La cité Okba Ibn Nafaâ qui compte plusieurs bâtisses et quatre institutions pédagogiques perd, chaque jour que Dieu fait, de son éclat. L’amoncellement des immondices est devenu partie prenante du décor, les pissotières improvisées non loin du lycée Rebahi Nouar laissent échapper des odeurs pestilentielles et les monticules de gravats et autres résidus des matériaux de construction achèvent le reste. La nuit, la situation devient pire, notamment avec l’arrivée des adeptes de Bacchus et des meutes de chiens errants. “Des fidèles qui devaient se rendre à la mosquée pour la prière du fedjr se sont retrouvés nez-à-nez face à un berger allemand, supposé égaré, mais qui était, en fait, lâché volontairement par son maitre qui observait de loin la peur que provoquait chez ces deux octogénaires”, a témoigné un habitant de la cité.
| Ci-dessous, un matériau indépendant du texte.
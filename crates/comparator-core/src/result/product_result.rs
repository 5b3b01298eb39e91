//! Product reductions of one operator result, arranged in the same tree.

use std::fmt;

use crate::error::{ComparatorError, Result};
use crate::product::{ProductMap, ProductValue};
use crate::result::format::NumberFormat;
use crate::result::node::Node;

pub type ProductNode = Node<ProductMap>;

/// Tree of per-leaf product maps mirroring an [`OperatorResult`].
///
/// [`OperatorResult`]: crate::result::OperatorResult
#[derive(Debug, Clone, PartialEq)]
pub struct ProductResult {
    root: ProductNode,
    names: Vec<String>,
}

impl Default for ProductResult {
    fn default() -> Self {
        Self::new(Vec::new())
    }
}

impl ProductResult {
    /// Wrap a product tree. Names are taken from the first populated leaf.
    #[must_use]
    pub fn new(tree: Vec<ProductNode>) -> Self {
        let root = Node::Branch(tree);
        let names = root
            .first_leaf()
            .map(|m| m.names().map(str::to_string).collect())
            .unwrap_or_default();
        Self { root, names }
    }

    #[must_use]
    pub fn product_names(&self) -> &[String] {
        &self.names
    }

    #[must_use]
    pub fn contains(&self, name: &str) -> bool {
        self.names.iter().any(|n| n == name)
    }

    #[must_use]
    pub fn result(&self) -> &[ProductNode] {
        self.root.children()
    }

    #[must_use]
    pub fn len(&self) -> usize {
        self.root.len()
    }

    #[must_use]
    pub fn is_empty(&self) -> bool {
        self.len() == 0
    }

    /// Same-shaped result restricted to one product. Empty nodes stay empty.
    pub fn by_name(&self, name: &str) -> Result<Self> {
        if !self.contains(name) {
            return Err(ComparatorError::ProductNotFound(name.to_string()));
        }
        Ok(Self {
            root: self.root.filter_map(&mut |m| m.only(name)),
            names: vec![name.to_string()],
        })
    }

    /// Tree of bare values for one product.
    pub fn values(&self, name: &str) -> Result<Node<ProductValue>> {
        if !self.contains(name) {
            return Err(ComparatorError::ProductNotFound(name.to_string()));
        }
        Ok(self.root.filter_map(&mut |m| m.get(name).cloned()))
    }

    pub fn by_index(&self, index: usize) -> Result<&ProductNode> {
        self.root.get(index).ok_or(ComparatorError::IndexOutOfRange {
            index,
            len: self.len(),
        })
    }

    /// Descend `path`, stopping at the first leaf or empty node.
    pub fn by_path(&self, path: &[usize]) -> Result<&ProductNode> {
        self.root
            .descend(path)
            .map(|(node, _)| node)
            .map_err(|(index, len)| ComparatorError::IndexOutOfRange { index, len })
    }

    /// Rows of bare values, one per top-level entry. Only defined when the
    /// result holds exactly one product.
    pub fn iter(&self) -> Result<std::vec::IntoIter<Node<ProductValue>>> {
        match self.names.as_slice() {
            [name] => {
                let Node::Branch(rows) = self.values(name)? else {
                    return Ok(Vec::new().into_iter());
                };
                Ok(rows.into_iter())
            }
            names => Err(ComparatorError::IllDefinedIteration {
                count: names.len(),
                names: names.to_vec(),
            }),
        }
    }

    #[must_use]
    pub fn complex_dim(&self) -> usize {
        fn channel_level(nodes: &[ProductNode]) -> usize {
            match nodes.iter().find(|n| !n.is_empty_node()) {
                Some(Node::Leaf(_)) => nodes.len(),
                Some(Node::Branch(children)) => channel_level(children),
                _ => 0,
            }
        }
        channel_level(self.result())
    }

    #[must_use]
    pub fn is_complex(&self) -> bool {
        self.complex_dim() == 2
    }

    #[must_use]
    pub fn is_real(&self) -> bool {
        !self.is_complex()
    }

    /// Nested-bracket text, one `name:` block per product.
    #[must_use]
    pub fn render(&self, format: NumberFormat) -> String {
        let blocks: Vec<String> = self
            .names
            .iter()
            .map(|name| {
                let body = self.root.render_with(&mut |m| {
                    m.get(name)
                        .map_or_else(|| "None".to_string(), |v| render_value(v, format))
                });
                format!("{name}:\n{body}")
            })
            .collect();
        blocks.join("\n")
    }
}

fn render_value(value: &ProductValue, format: NumberFormat) -> String {
    match value {
        ProductValue::Scalar(x) => format.format(*x),
        ProductValue::Tuple(v) => {
            let items: Vec<String> = v.iter().map(|x| format.format(*x)).collect();
            format!("({})", items.join(", "))
        }
    }
}

impl fmt::Display for ProductResult {
    fn fmt(&self, f: &mut fmt::Formatter<'_>) -> fmt::Result {
        f.write_str(&self.render(NumberFormat::default()))
    }
}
En matière d’aménagement, la gabegie ne date pas d’aujourd’hui. Une route qui mène vers la cité mitoyenne conçue à la toboggan favorise les accidents et met en péril les élèves de l’école primaire, tout comme les apprentis du Centre de formation professionnelle. Un espace vert sous forme d’équerre, situé en face du lycée Djaber Ibn Hayene, est inclus dans un programme d’amélioration du cadre de vie des habitants de la commune de Souk-Ahras. Et de quelle manière. Des bordures grignotées et une clôture en béton alignée au niveau de la chaussée, sans plus.
Or, ce triangle qui n’a plus lieu d’être à cause de l’exiguïté des routes et de la forte affluence des véhicules le long de l’année, aurait été mieux adapté aux besoins de ce lieu. ”La forme de ce terrain abandonné, appelé pompeusement espace vert, met tout le monde à rude épreuve pendant les heures de pointe, car il s’agit là de plusieurs milliers d’élèves qui déferlent en même temps des quatre coins de la ville. Il est inconcevable de maintenir ce même plan de circulation avec la prochaine rentrée scolaire”, a remarqué un autre habitant du quartier.
Un autre phénomène inquiétant a été soulevé par nos interlocuteurs. L’apparition d’un bidonville naissant en aval de la cité des enseignants. Il s’agit de plusieurs baraques en parpaings et en tôles ondulées, érigées en guise d’annexes pour certains locataires et autres propriétaires des logements de ladite cité.